Exercise aim - Below are the records; copy exactly the stretch from the line containing "retry or throttling" through the line containing "a modern browser", both ends included, and nothing else.

[[ Listed entries, beginning ]]

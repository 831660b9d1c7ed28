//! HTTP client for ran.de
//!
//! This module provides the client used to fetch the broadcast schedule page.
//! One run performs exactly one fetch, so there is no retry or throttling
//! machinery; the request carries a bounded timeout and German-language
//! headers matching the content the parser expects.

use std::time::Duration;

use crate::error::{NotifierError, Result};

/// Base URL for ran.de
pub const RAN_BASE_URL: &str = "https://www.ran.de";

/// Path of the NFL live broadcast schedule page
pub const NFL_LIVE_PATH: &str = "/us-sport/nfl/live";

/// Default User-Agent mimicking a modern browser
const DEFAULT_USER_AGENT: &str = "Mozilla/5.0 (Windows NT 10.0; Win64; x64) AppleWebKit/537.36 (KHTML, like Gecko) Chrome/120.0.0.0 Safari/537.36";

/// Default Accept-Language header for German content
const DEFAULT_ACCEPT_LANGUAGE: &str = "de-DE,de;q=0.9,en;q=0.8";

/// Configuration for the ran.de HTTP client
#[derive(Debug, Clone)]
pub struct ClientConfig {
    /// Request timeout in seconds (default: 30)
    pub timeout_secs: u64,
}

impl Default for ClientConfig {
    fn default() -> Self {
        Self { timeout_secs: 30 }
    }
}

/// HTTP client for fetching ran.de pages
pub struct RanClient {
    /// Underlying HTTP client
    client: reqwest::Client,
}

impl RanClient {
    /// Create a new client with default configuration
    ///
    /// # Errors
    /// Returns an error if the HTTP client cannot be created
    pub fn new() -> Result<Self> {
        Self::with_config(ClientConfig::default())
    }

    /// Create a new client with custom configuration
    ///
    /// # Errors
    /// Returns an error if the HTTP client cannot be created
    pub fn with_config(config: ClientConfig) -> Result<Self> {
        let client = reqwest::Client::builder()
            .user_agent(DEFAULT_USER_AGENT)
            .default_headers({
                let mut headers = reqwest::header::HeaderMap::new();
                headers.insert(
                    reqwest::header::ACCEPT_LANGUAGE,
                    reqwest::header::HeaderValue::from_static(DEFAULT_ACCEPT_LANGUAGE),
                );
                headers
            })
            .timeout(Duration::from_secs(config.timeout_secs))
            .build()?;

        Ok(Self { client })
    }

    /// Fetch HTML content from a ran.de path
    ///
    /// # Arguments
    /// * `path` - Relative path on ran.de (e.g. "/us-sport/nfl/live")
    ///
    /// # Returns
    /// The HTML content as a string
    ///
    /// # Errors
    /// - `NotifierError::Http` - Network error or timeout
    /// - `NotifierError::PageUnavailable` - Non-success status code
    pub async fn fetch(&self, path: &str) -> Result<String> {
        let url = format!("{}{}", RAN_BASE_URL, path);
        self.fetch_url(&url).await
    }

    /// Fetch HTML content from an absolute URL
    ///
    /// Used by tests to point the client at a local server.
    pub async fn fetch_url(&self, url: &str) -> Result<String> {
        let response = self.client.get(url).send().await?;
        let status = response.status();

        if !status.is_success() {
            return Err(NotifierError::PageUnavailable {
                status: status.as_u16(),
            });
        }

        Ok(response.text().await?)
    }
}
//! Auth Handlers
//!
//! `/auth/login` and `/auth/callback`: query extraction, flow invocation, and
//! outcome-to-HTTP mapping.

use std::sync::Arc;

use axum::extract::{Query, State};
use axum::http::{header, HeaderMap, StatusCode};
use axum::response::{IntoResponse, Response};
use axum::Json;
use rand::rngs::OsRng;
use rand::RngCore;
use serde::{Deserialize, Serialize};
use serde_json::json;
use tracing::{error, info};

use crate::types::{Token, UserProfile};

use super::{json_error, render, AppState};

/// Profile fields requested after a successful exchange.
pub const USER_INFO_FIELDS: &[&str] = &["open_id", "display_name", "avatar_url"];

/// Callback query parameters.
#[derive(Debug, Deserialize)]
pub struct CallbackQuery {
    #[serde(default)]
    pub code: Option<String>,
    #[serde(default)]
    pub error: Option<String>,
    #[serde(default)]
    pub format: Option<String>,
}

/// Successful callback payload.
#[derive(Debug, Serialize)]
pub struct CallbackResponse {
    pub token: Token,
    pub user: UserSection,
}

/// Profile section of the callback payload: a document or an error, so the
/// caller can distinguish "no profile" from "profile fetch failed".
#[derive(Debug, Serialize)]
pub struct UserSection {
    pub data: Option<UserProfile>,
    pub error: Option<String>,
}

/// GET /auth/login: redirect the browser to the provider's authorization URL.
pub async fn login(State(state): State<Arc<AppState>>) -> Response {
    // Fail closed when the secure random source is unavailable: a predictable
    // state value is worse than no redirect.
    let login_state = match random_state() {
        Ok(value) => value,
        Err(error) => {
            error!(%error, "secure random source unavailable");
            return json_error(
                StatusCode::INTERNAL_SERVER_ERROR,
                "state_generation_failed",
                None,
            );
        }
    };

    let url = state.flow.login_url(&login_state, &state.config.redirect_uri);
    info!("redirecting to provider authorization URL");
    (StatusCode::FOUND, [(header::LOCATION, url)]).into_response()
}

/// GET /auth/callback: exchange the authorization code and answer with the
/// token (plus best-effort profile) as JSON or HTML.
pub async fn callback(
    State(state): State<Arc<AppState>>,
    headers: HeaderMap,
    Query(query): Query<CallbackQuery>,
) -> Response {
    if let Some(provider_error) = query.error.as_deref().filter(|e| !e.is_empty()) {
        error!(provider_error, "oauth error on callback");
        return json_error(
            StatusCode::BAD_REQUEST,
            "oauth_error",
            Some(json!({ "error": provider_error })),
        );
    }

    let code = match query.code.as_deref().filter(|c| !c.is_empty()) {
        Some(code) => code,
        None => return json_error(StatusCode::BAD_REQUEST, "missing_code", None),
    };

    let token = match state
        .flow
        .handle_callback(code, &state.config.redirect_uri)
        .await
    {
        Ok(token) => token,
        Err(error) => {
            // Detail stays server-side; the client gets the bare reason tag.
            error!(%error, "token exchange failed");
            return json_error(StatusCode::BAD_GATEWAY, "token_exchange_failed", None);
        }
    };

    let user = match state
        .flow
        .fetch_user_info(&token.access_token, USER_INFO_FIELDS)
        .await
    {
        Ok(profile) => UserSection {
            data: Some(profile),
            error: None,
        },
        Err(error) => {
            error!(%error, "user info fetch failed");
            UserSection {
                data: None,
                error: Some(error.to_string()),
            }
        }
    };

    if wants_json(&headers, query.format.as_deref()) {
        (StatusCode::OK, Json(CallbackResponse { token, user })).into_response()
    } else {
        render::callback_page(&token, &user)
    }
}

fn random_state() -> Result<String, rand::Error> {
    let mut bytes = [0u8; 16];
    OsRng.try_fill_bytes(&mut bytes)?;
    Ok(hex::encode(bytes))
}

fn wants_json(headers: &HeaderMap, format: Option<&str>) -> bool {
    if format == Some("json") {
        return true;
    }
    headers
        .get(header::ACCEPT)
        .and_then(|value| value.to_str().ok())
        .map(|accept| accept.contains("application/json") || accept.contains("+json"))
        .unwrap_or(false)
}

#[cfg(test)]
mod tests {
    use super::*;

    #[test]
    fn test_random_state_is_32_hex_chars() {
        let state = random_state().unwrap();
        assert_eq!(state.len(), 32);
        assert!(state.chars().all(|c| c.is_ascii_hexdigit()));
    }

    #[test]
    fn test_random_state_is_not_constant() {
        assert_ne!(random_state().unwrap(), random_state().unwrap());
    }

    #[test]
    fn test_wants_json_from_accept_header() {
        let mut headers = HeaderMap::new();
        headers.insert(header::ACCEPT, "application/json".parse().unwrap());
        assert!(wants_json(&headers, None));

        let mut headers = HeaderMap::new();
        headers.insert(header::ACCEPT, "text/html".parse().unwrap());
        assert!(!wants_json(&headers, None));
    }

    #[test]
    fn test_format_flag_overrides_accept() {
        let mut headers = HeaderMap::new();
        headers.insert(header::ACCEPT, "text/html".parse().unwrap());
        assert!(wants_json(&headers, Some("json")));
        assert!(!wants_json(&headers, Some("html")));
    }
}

[[ Listed entries, end ]]

Answer space -
//! One run performs exactly one fetch, so there is no retry or throttling
//! machinery; the request carries a bounded timeout and German-language
//! headers matching the content the parser expects.

use std::time::Duration;

use crate::error::{NotifierError, Result};

/// Base URL for ran.de
pub const RAN_BASE_URL: &str = "https://www.ran.de";

/// Path of the NFL live broadcast schedule page
pub const NFL_LIVE_PATH: &str = "/us-sport/nfl/live";

/// Default User-Agent mimicking a modern browser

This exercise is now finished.